Every line in the data below from the one containing "pub fn is_dark(&self)" down to the one containing "pub fn previous_section(&mut", both included, must be retyped exactly; no other line is to appear.

==== MATERIAL FOR THIS EXERCISE

// Host side of the surface contract: which screen-high slice of the double
// height surface is visible, and how opaque it is, per page section.

use winit::dpi::{LogicalSize, PhysicalSize};

/// Landing section and the dark section below it
pub const SECTION_COUNT: usize = 2;
/// Duration of offset, opacity and background transitions
pub const TRANSITION_MS: f64 = 1000.0;

const LIGHT_BACKGROUND: [f32; 3] = [0.93, 0.93, 0.93];
const DARK_BACKGROUND: [f32; 3] = [0.0, 0.0, 0.0];
const DARK_SCALE: f32 = 0.95;

/// Viewport in logical (CSS) pixels, the unit every field constant is expressed in
pub fn logical_viewport(physical: PhysicalSize<u32>, scale_factor: f64) -> (f32, f32) {
    let logical: LogicalSize<f32> = physical.to_logical(scale_factor);
    (logical.width, logical.height)
}

/// Per-frame values handed to the renderer
#[derive(Debug, Clone, Copy, PartialEq)]
pub struct StageFrame {
    /// Vertical translation of the surface in logical pixels
    pub offset_y: f32,
    pub opacity: f32,
    pub scale: f32,
    pub background: [f32; 3],
}

/// Eased move from one value to another
#[derive(Debug, Clone, Copy, PartialEq)]
struct Transition {
    from: f32,
    to: f32,
    start_ms: f64,
}

impl Transition {
    fn settled(value: f32) -> Self {
        Self {
            from: value,
            to: value,
            start_ms: f64::NEG_INFINITY,
        }
    }

    fn value(&self, now_ms: f64) -> f32 {
        let progress = ((now_ms - self.start_ms) / TRANSITION_MS).clamp(0.0, 1.0) as f32;
        let eased = progress * progress * (3.0 - 2.0 * progress);
        self.from + (self.to - self.from) * eased
    }

    fn retarget(&mut self, to: f32, now_ms: f64) {
        self.from = self.value(now_ms);
        self.to = to;
        self.start_ms = now_ms;
    }
}

#[derive(Debug)]
pub struct Stage {
    section: usize,
    /// Offset in viewport heights, so resizing needs no retargeting
    offset: Transition,
    opacity: Transition,
    scale: Transition,
    darkness: Transition,
}

impl Stage {
    pub fn new() -> Self {
        Self {
            section: 0,
            offset: Transition::settled(0.0),
            opacity: Transition::settled(1.0),
            scale: Transition::settled(1.0),
            darkness: Transition::settled(0.0),
        }
    }

    pub fn section(&self) -> usize {
        self.section
    }

    /// The second section hides the field behind a black page
    pub fn is_dark(&self) -> bool {
        self.section == 1
    }

    /// Jump to a section; out of range indices are clamped
    pub fn set_section(&mut self, section: usize, now_ms: f64) {
        let section = section.min(SECTION_COUNT - 1);
        if section == self.section {
            return;
        }
        self.section = section;
        let dark = self.is_dark();

        self.offset.retarget(-(section as f32), now_ms);
        self.opacity.retarget(if dark { 0.0 } else { 1.0 }, now_ms);
        self.scale.retarget(if dark { DARK_SCALE } else { 1.0 }, now_ms);
        self.darkness.retarget(if dark { 1.0 } else { 0.0 }, now_ms);
        log::info!("Section {} active", section);
    }

    pub fn next_section(&mut self, now_ms: f64) {
        self.set_section(self.section + 1, now_ms);
    }

    pub fn previous_section(&mut self, now_ms: f64) {
        self.set_section(self.section.saturating_sub(1), now_ms);
    }

    pub fn frame(&self, now_ms: f64, viewport_height: f32) -> StageFrame {
        let darkness = self.darkness.value(now_ms);
        let mut background = [0.0; 3];
        for (channel, out) in background.iter_mut().enumerate() {
            *out = LIGHT_BACKGROUND[channel]
                + (DARK_BACKGROUND[channel] - LIGHT_BACKGROUND[channel]) * darkness;
        }

        StageFrame {
            offset_y: self.offset.value(now_ms) * viewport_height,
            opacity: self.opacity.value(now_ms),
            scale: self.scale.value(now_ms),
            background,
        }
    }
}

impl Default for Stage {
    fn default() -> Self {
        Self::new()
    }
}

#[cfg(test)]
mod tests {
    use super::*;

    #[test]
    fn test_landing_section_shows_top_half() {
        let stage = Stage::new();
        let frame = stage.frame(0.0, 600.0);
        assert_eq!(frame.offset_y, 0.0);
        assert_eq!(frame.opacity, 1.0);
        assert_eq!(frame.scale, 1.0);
        assert_eq!(frame.background, LIGHT_BACKGROUND);
    }

    #[test]
    fn test_second_section_slides_up_and_fades() {
        let mut stage = Stage::new();
        stage.next_section(1000.0);
        assert!(stage.is_dark());

        let halfway = stage.frame(1500.0, 600.0);
        assert!(halfway.offset_y < 0.0 && halfway.offset_y > -600.0);
        assert!(halfway.opacity > 0.0 && halfway.opacity < 1.0);

        let done = stage.frame(2000.0, 600.0);
        assert_eq!(done.offset_y, -600.0);
        assert_eq!(done.opacity, 0.0);
        assert_eq!(done.scale, DARK_SCALE);
        assert_eq!(done.background, DARK_BACKGROUND);
    }

    #[test]
    fn test_offset_follows_viewport_height() {
        let mut stage = Stage::new();
        stage.set_section(1, 0.0);
        assert_eq!(stage.frame(5000.0, 900.0).offset_y, -900.0);
    }

    #[test]
    fn test_logical_viewport_divides_out_scale_factor() {
        assert_eq!(logical_viewport(PhysicalSize::new(1280, 720), 1.0), (1280.0, 720.0));
        assert_eq!(logical_viewport(PhysicalSize::new(2560, 1440), 2.0), (1280.0, 720.0));
        assert_eq!(logical_viewport(PhysicalSize::new(1920, 1080), 1.5), (1280.0, 720.0));
    }

    #[test]
    fn test_section_clamps() {
        let mut stage = Stage::new();
        stage.previous_section(0.0);
        assert_eq!(stage.section(), 0);
        stage.set_section(7, 0.0);
        assert_eq!(stage.section(), SECTION_COUNT - 1);
        stage.next_section(10.0);
        assert_eq!(stage.section(), SECTION_COUNT - 1);
    }

    #[test]
    fn test_reversing_mid_transition_starts_from_current_value() {
        let mut stage = Stage::new();
        stage.next_section(0.0);
        let mid = stage.frame(500.0, 100.0).opacity;
        stage.previous_section(500.0);
        assert_eq!(stage.frame(500.0, 100.0).opacity, mid);
        assert_eq!(stage.frame(1500.0, 100.0).opacity, 1.0);
    }
}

========

_PROBLEM SOLUTION_
    pub fn is_dark(&self) -> bool {
        self.section == 1
    }

    /// Jump to a section; out of range indices are clamped
    pub fn set_section(&mut self, section: usize, now_ms: f64) {
        let section = section.min(SECTION_COUNT - 1);
        if section == self.section {
            return;
        }
        self.section = section;
        let dark = self.is_dark();

        self.offset.retarget(-(section as f32), now_ms);
        self.opacity.retarget(if dark { 0.0 } else { 1.0 }, now_ms);
        self.scale.retarget(if dark { DARK_SCALE } else { 1.0 }, now_ms);
        self.darkness.retarget(if dark { 1.0 } else { 0.0 }, now_ms);
        log::info!("Section {} active", section);
    }

    pub fn next_section(&mut self, now_ms: f64) {
        self.set_section(self.section + 1, now_ms);
    }

    pub fn previous_section(&mut self, now_ms: f64) {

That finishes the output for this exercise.